Addio a Leonardo Mosso, fra i fondatori dell’Associazione Museo del Cinema

Purtroppo questa mattina ci ha lasciato Leonardo Mosso, architetto e artista, socio fondatore dell’Associazione Museo del Cinema il 7 luglio 1953, collaboratore fondamentale di Maria Adriana Prolo, promotore del Centro studi di Architettura programmata e di Cibernetica ambientale, curatore l’Istituto Alvar Aalto e il Museo di Architettura Arti applicate e Design. Sempre vicino con entusiasmo alle attività del nuovo corso dell’AMNC vogliamo ricordarlo con un’intervista concessa a Caterina Taricano, Matteo Pollone e Vittorio Sclaverani nel 2016 pubblicata sul numero 98 di “Mondo Niovo 18-24 ft/s” dove ci raccontò le sue due grandi passioni: l’architettura e il cinema.

“Tutte le forme d’arte hanno una corrispondenza l’una con l’altra e in particolare il cinema con l’architettura. Sia il cinema che l’architettura non sono arti della contemplazione fissa bensì riguardano il movimento, il flusso vitale. Un’opera d’arte architettonica non si può contemplare come se fosse un quadro e così anche il cinema: entrambe si rivolgono al corpo e alla mente dell’osservatore. Andare al cinema, vedere il film in uno spazio adeguato diventa
un’esperienza magica.

Leonardo Mosso con Alvar Alto nel 1966

Ero molto interessato, da giovane, agli spazi umanistici dell’architettura, cioè a uno spazio a misura d’uomo che doveva essere un luogo sereno per le persone. Avevo letto un libro di Sigfried Giedion, importantissimo per tutti i nostri coetanei, dal titolo “Spazio, Tempo e Architettura”. È grazie a quel libro che mi sono innamorato dell’opera di Alvar Aalto e ho deciso di partire per la Finlandia. Da quando avevo vent’anni, ero abituato ad andare in vacanza all’estero, in Svezia e in Inghilterra, e quindi appena ho letto di questo architetto, ho fatto le valigie e ho deciso di partire. Aalto non era solo un professionista, era un anticonformista e un poeta dell’architettura.Il Museo del Cinema è stato realizzato in tempi differenti, in una successione di scelte e di occasioni diverse. Siamo andati alla Mole (prima dell’allestimento a Palazzo Chiablese) dopo essere stati anche sotto le gradinate dello Stadio Comunale, un posto infernale perché in estate era caldissimo e d’inverno faceva molto freddo. Nell’immaginario torinese la Mole è un polo d’attrazione, sembra coniugarsi perfettamente alle immagini e alle forme dei primi esempi di cinema, sembra uno scenario fatto apposta per “Cabiria”. È molto scenografica.
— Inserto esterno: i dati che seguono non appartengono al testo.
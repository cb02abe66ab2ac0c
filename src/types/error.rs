//! Unified Error Type System
//!
//! Centralized error types for the entire pipeline.
//! Provides status-based classification for retry decisions in the API
//! client and severity routing in the stages.
//!
//! ## Design Principles
//!
//! - Single unified error type (SyncError) for the entire application
//! - Category-based routing for retry decisions
//! - Entity-level errors are caught and counted by stages; only run-level
//!   errors propagate to the process exit code

use std::time::Duration;
use thiserror::Error;

// =============================================================================
// Error Categories
// =============================================================================

/// Categories for upstream HTTP failures, used by the retry loop.
#[derive(Debug, Clone, Copy, PartialEq, Eq)]
pub enum ErrorCategory {
    /// HTTP 429 - wait a rate-aware delay, then retry
    RateLimit,
    /// HTTP 5xx - transient server issue, retry with backoff
    Transient,
    /// Connection/timeout failures - retry with backoff
    Network,
    /// HTTP 401/403 - fail fast, don't retry
    Auth,
    /// Other 4xx - request is wrong, don't retry
    Client,
    /// Anything else
    Unknown,
}

impl std::fmt::Display for ErrorCategory {
    fn fmt(&self, f: &mut std::fmt::Formatter<'_>) -> std::fmt::Result {
        match self {
            Self::RateLimit => write!(f, "RATE_LIMIT"),
            Self::Transient => write!(f, "TRANSIENT"),
            Self::Network => write!(f, "NETWORK"),
            Self::Auth => write!(f, "AUTH"),
            Self::Client => write!(f, "CLIENT"),
            Self::Unknown => write!(f, "UNKNOWN"),
        }
    }
}

impl ErrorCategory {
    /// Check if this category is retryable.
    pub fn is_retryable(&self) -> bool {
        matches!(self, Self::RateLimit | Self::Transient | Self::Network)
    }

    /// Base delay before the next attempt. Rate limits get a much longer
    /// wait than ordinary server hiccups.
    pub fn recommended_delay(&self) -> Duration {
        match self {
            Self::RateLimit => Duration::from_secs(30),
            Self::Transient => Duration::from_secs(2),
            Self::Network => Duration::from_secs(5),
            _ => Duration::from_millis(500),
        }
    }

    /// Classify an HTTP status code.
    pub fn from_status(status: u16) -> Self {
        match status {
            429 => Self::RateLimit,
            401 | 403 => Self::Auth,
            400..=499 => Self::Client,
            500..=599 => Self::Transient,
            _ => Self::Unknown,
        }
    }
}

// =============================================================================
// Application Error
// =============================================================================

#[derive(Debug, Error)]
pub enum SyncError {
    // -------------------------------------------------------------------------
    // System Errors (auto From impl)
    // -------------------------------------------------------------------------
    #[error("IO error: {0}")]
    Io(#[from] std::io::Error),

    #[error("Database error: {0}")]
    Database(#[from] rusqlite::Error),

    #[error("JSON error: {0}")]
    Json(#[from] serde_json::Error),

    #[error("HTTP error: {0}")]
    Http(#[from] reqwest::Error),

    // -------------------------------------------------------------------------
    // Upstream API Errors
    // -------------------------------------------------------------------------
    /// Non-success HTTP status from the upstream API.
    #[error("Upstream error ({status}): {message}")]
    Upstream { status: u16, message: String },

    /// Retries exhausted against the upstream API. Callers treat this as
    /// non-fatal for the overall run except during a startup health check.
    #[error("Upstream unavailable after {attempts} attempts for '{endpoint}': {message}")]
    UpstreamUnavailable {
        endpoint: String,
        attempts: u32,
        message: String,
    },

    // -------------------------------------------------------------------------
    // Pipeline Errors
    // -------------------------------------------------------------------------
    /// Malformed or unparseable document (XML text version).
    #[error("Document error: {0}")]
    Document(String),

    /// AI provider call failed (transport or provider-side error).
    #[error("AI provider error: {0}")]
    Provider(String),

    /// AI response failed schema validation.
    #[error("AI response validation failed: {0}")]
    AiResponse(String),

    /// Payload shape or content failed validation.
    #[error("Validation error: {0}")]
    Validation(String),

    /// Referenced entity missing from the relational store.
    #[error("Not found: {0}")]
    NotFound(String),

    // -------------------------------------------------------------------------
    // Infrastructure Errors
    // -------------------------------------------------------------------------
    #[error("Config error: {0}")]
    Config(String),

    #[error("Storage error: {0}")]
    Storage(String),
}

impl SyncError {
    /// Create an upstream error from a status code and body.
    pub fn upstream(status: u16, message: impl Into<String>) -> Self {
        Self::Upstream {
            status,
            message: message.into(),
        }
    }

    /// Category of this error for retry decisions, when applicable.
    pub fn category(&self) -> ErrorCategory {
        match self {
            Self::Upstream { status, .. } => ErrorCategory::from_status(*status),
            Self::Http(e) if e.is_timeout() || e.is_connect() => ErrorCategory::Network,
            Self::Http(_) => ErrorCategory::Network,
            Self::UpstreamUnavailable { .. } => ErrorCategory::Transient,
            _ => ErrorCategory::Unknown,
        }
    }

    /// Run-level errors abort the whole process; everything else is an
    /// entity-level error counted by the owning stage.
    pub fn is_fatal(&self) -> bool {
        match self {
            Self::Config(_) => true,
            Self::Upstream { status, .. } => {
                ErrorCategory::from_status(*status) == ErrorCategory::Auth
            }
            _ => false,
        }
    }
}

pub type Result<T> = std::result::Result<T, SyncError>;

// =============================================================================
// Context Extension
// =============================================================================

/// Context extension trait for adding context to errors
pub trait ResultExt<T> {
    /// Add context to an error
    fn with_context<C: Into<String>>(self, context: C) -> Result<T>;

    /// Add context using a closure (lazy evaluation)
    fn with_context_fn<F, C>(self, f: F) -> Result<T>
    where
        F: FnOnce() -> C,
        C: Into<String>;
}

impl<T, E: std::error::Error + Send + Sync + 'static> ResultExt<T> for std::result::Result<T, E> {
    fn with_context<C: Into<String>>(self, context: C) -> Result<T> {
        self.map_err(|e| SyncError::Storage(format!("{}: {}", context.into(), e)))
    }

    fn with_context_fn<F, C>(self, f: F) -> Result<T>
    where
        F: FnOnce() -> C,
        C: Into<String>,
    {
        self.map_err(|e| SyncError::Storage(format!("{}: {}", f().into(), e)))
    }
}

// =============================================================================
// Tests
// =============================================================================

#[cfg(test)]
mod tests {
    use super::*;

    #[test]
    fn test_category_display() {
        assert_eq!(ErrorCategory::RateLimit.to_string(), "RATE_LIMIT");
        assert_eq!(ErrorCategory::Auth.to_string(), "AUTH");
    }

    #[test]
    fn test_category_retryable() {
        assert!(ErrorCategory::RateLimit.is_retryable());
        assert!(ErrorCategory::Transient.is_retryable());
        assert!(ErrorCategory::Network.is_retryable());
        assert!(!ErrorCategory::Auth.is_retryable());
        assert!(!ErrorCategory::Client.is_retryable());
    }

    #[test]
    fn test_classify_status() {
        assert_eq!(ErrorCategory::from_status(429), ErrorCategory::RateLimit);
        assert_eq!(ErrorCategory::from_status(401), ErrorCategory::Auth);
        assert_eq!(ErrorCategory::from_status(404), ErrorCategory::Client);
        assert_eq!(ErrorCategory::from_status(503), ErrorCategory::Transient);
    }

    #[test]
    fn test_rate_limit_delay_exceeds_transient() {
        assert!(
            ErrorCategory::RateLimit.recommended_delay()
                > ErrorCategory::Transient.recommended_delay()
        );
    }

    #[test]
    fn test_fatal_errors() {
        assert!(SyncError::Config("missing api key".into()).is_fatal());
        assert!(SyncError::upstream(403, "forbidden").is_fatal());
        assert!(!SyncError::upstream(500, "oops").is_fatal());
        assert!(!SyncError::Validation("bad shape".into()).is_fatal());
    }

    #[test]
    fn test_with_context() {
        let r: std::result::Result<(), std::io::Error> = Err(std::io::Error::other("boom"));
        let err = r.with_context("writing raw file").unwrap_err();
        assert!(err.to_string().contains("writing raw file"));
    }
}
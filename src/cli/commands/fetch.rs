//! Fetch Commands
//!
//! List-stage sync for bills, members, and committees.

use console::style;

use crate::cli::util::AppContext;
use crate::pipeline::{FetchOptions, FetchStats};
use crate::types::{Chamber, Result, SyncError};

fn print_stats(entity: &str, stats: &FetchStats) {
    println!(
        "{} {}: {} inserted, {} updated, {} skipped, {} errors{}",
        style("Synced").green().bold(),
        entity,
        stats.inserted,
        stats.updated,
        stats.skipped,
        if stats.errors > 0 {
            style(stats.errors).red().to_string()
        } else {
            stats.errors.to_string()
        },
        if stats.historical > 0 {
            format!(" ({} historical)", stats.historical)
        } else {
            String::new()
        },
    );
}

pub async fn run_bills(ctx: &AppContext, options: FetchOptions) -> Result<()> {
    let stage = ctx.bill_fetch_stage();
    let stats = stage.run(&options).await?;
    print_stats("bills", &stats);
    Ok(())
}

pub async fn run_members(ctx: &AppContext, options: FetchOptions) -> Result<()> {
    let stage = ctx.member_fetch_stage();
    let stats = stage.run(&options).await?;
    print_stats("members", &stats);
    Ok(())
}

pub async fn run_committees(
    ctx: &AppContext,
    options: FetchOptions,
    chamber: Option<String>,
) -> Result<()> {
    let chamber = match chamber.as_deref() {
        Some(raw) => Some(Chamber::parse(raw).ok_or_else(|| {
            SyncError::Config(format!("invalid chamber '{raw}' (house or senate)"))
        })?),
        None => None,
    };
    let stage = ctx.committee_fetch_stage();
    let stats = stage.run(&options, chamber).await?;
    print_stats("committees", &stats);
    Ok(())
}
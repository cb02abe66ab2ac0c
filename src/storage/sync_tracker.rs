//! Sync State Tracker
//!
//! One `sync_status` row per logical endpoint records the last run's
//! status and the last *successful* watermark. Stages mark a run
//! `in_progress` before work begins and `success`/`failed` after.
//!
//! Incremental scope is always derived from `last_success_timestamp`,
//! which only a successful run advances. A crash that leaves a stale
//! `in_progress` row therefore never causes the next run to trust a
//! partial offset and silently skip records.

use chrono::{DateTime, Utc};
use rusqlite::{OptionalExtension, params};
use tracing::debug;

use super::database::SharedDatabase;
use crate::types::Result;

/// Status of an endpoint's most recent run.
#[derive(Debug, Clone, Copy, PartialEq, Eq)]
pub enum SyncStatus {
    InProgress,
    Success,
    Failed,
}

impl SyncStatus {
    pub fn as_str(&self) -> &'static str {
        match self {
            Self::InProgress => "in_progress",
            Self::Success => "success",
            Self::Failed => "failed",
        }
    }

    pub fn parse(s: &str) -> Option<Self> {
        match s {
            "in_progress" => Some(Self::InProgress),
            "success" => Some(Self::Success),
            "failed" => Some(Self::Failed),
            _ => None,
        }
    }
}

/// A full sync-state row, for the status display.
#[derive(Debug, Clone)]
pub struct SyncStateRow {
    pub endpoint: String,
    pub last_sync_timestamp: String,
    pub last_success_timestamp: Option<String>,
    pub last_successful_offset: u64,
    pub status: String,
    pub last_error: Option<String>,
}

/// Repository over the `sync_status` table. Injected into each stage so
/// tests can run against an in-memory database.
#[derive(Clone)]
pub struct SyncTracker {
    db: SharedDatabase,
}

impl SyncTracker {
    pub fn new(db: SharedDatabase) -> Self {
        Self { db }
    }

    /// Watermark of the last successful run, if any. Rows left
    /// `in_progress` or `failed` by a prior run do not move this.
    pub fn last_successful_sync(&self, endpoint: &str) -> Result<Option<DateTime<Utc>>> {
        let conn = self.db.connection()?;
        let raw: Option<String> = conn
            .query_row(
                "SELECT last_success_timestamp FROM sync_status WHERE endpoint = ?1",
                params![endpoint],
                |row| row.get(0),
            )
            .optional()?
            .flatten();
        Ok(raw.and_then(|s| {
            DateTime::parse_from_rfc3339(&s)
                .ok()
                .map(|ts| ts.with_timezone(&Utc))
        }))
    }

    /// Record a run-status transition for an endpoint.
    pub fn set_status(
        &self,
        endpoint: &str,
        status: SyncStatus,
        offset: u64,
        error: Option<&str>,
    ) -> Result<()> {
        let now = Utc::now().to_rfc3339();
        let success_ts = (status == SyncStatus::Success).then_some(now.clone());
        let conn = self.db.connection()?;
        conn.execute(
            "INSERT INTO sync_status (
                 endpoint, last_sync_timestamp, last_success_timestamp,
                 last_successful_offset, status, last_error
             ) VALUES (?1, ?2, ?3, ?4, ?5, ?6)
             ON CONFLICT (endpoint) DO UPDATE SET
                 last_sync_timestamp = excluded.last_sync_timestamp,
                 last_success_timestamp =
                     COALESCE(excluded.last_success_timestamp, last_success_timestamp),
                 last_successful_offset = excluded.last_successful_offset,
                 status = excluded.status,
                 last_error = excluded.last_error",
            params![
                endpoint,
                now,
                success_ts,
                offset as i64,
                status.as_str(),
                error
            ],
        )?;
        debug!(endpoint, status = status.as_str(), offset, "Sync status updated");
        Ok(())
    }

    /// All sync-state rows, for the status command.
    pub fn all(&self) -> Result<Vec<SyncStateRow>> {
        let conn = self.db.connection()?;
        let mut stmt = conn.prepare(
            "SELECT endpoint, last_sync_timestamp, last_success_timestamp,
                    last_successful_offset, status, last_error
             FROM sync_status ORDER BY endpoint",
        )?;
        let rows = stmt
            .query_map([], |row| {
                Ok(SyncStateRow {
                    endpoint: row.get(0)?,
                    last_sync_timestamp: row.get(1)?,
                    last_success_timestamp: row.get(2)?,
                    last_successful_offset: row.get::<_, i64>(3)? as u64,
                    status: row.get(4)?,
                    last_error: row.get(5)?,
                })
            })?
            .collect::<std::result::Result<Vec<_>, _>>()?;
        Ok(rows)
    }
}

#[cfg(test)]
mod tests {
    use super::*;
    use crate::storage::Database;
    use std::sync::Arc;

    fn tracker() -> SyncTracker {
        SyncTracker::new(Arc::new(Database::open_in_memory().unwrap()))
    }

    #[test]
    fn test_no_prior_sync_means_full() {
        let t = tracker();
        assert!(t.last_successful_sync("bill").unwrap().is_none());
    }

    #[test]
    fn test_success_advances_watermark() {
        let t = tracker();
        t.set_status("bill", SyncStatus::InProgress, 0, None).unwrap();
        assert!(t.last_successful_sync("bill").unwrap().is_none());

        t.set_status("bill", SyncStatus::Success, 250, None).unwrap();
        assert!(t.last_successful_sync("bill").unwrap().is_some());
    }

    #[test]
    fn test_stale_in_progress_does_not_move_watermark() {
        let t = tracker();
        t.set_status("bill", SyncStatus::Success, 0, None).unwrap();
        let watermark = t.last_successful_sync("bill").unwrap().unwrap();

        // Simulated crash: a later run dies mid-fetch at offset 500
        t.set_status("bill", SyncStatus::InProgress, 500, None)
            .unwrap();
        let after_crash = t.last_successful_sync("bill").unwrap().unwrap();
        assert_eq!(watermark, after_crash);

        // A failure report keeps the old watermark too
        t.set_status("bill", SyncStatus::Failed, 500, Some("boom"))
            .unwrap();
        assert_eq!(t.last_successful_sync("bill").unwrap().unwrap(), watermark);

        let rows = t.all().unwrap();
        assert_eq!(rows.len(), 1);
        assert_eq!(rows[0].status, "failed");
        assert_eq!(rows[0].last_error.as_deref(), Some("boom"));
        assert_eq!(rows[0].last_successful_offset, 500);
    }

    #[test]
    fn test_status_round_trip() {
        for status in [SyncStatus::InProgress, SyncStatus::Success, SyncStatus::Failed] {
            assert_eq!(SyncStatus::parse(status.as_str()), Some(status));
        }
        assert_eq!(SyncStatus::parse("bogus"), None);
    }
}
Gli edifici progettati da Antonelli erano case molto all’avanguardia, dove è possente il sistema di travi e pilastri mentre le parti cosiddette “di tamponamento” sono leggere. È una struttura a scheletro, per intenderci. È il principio costruttivo a essere all’avanguardia.

Leonardo Mosso insieme a Laura Castagno

Come architetto dell’Associazione del Museo del Cinema bisognava innanzitutto diffondere l’idea dell’urgenza di un Museo e, per farlo, ho organizzato tante mostre sia in Italia che all’estero con le immagini delle macchine da presa e degli antichi sistemi di visione. Era un problema, allora, affermare che un Museo del Cinema fosse un museo necessario e, in quello, il mio ruolo credo sia stato importante anche quando è stata progettata la prima sede ufficiale a Palazzo Chiablese. Molti non ne capivano l’urgenza e si chiedevano che bisogno ci fosse di un museo quando si poteva tranquillamente andare al cinema e basta. A Palazzo Chiablese c’erano le inferriate disegnate da mio padre, con un nastro di pellicola che seguiva le forme della porta. Purtroppo, quando hanno fatto la ristrutturazione le hanno portate via.

La mia attrice preferita è Marilyn Monroe. I film della mia vita sono tanti, non so se riesco a sceglierne solo uno solo. Io e mia moglie siamo dei vecchi signori che hanno vissuto il dopoguerra, che è stato un periodo di grande esplosione artistica: lei, da bambina guardava i film di Esther Williams, con quei colori meravigliosi, oppure “Serenata a Vallechiara” con Sonja Henie che avevo anche conosciuto in occasione di una mia mostra a Oslo, all’interno di un museo finanziato da lei. Ci piaceva molto perché interpretava dei film allegri e a lieto fine.”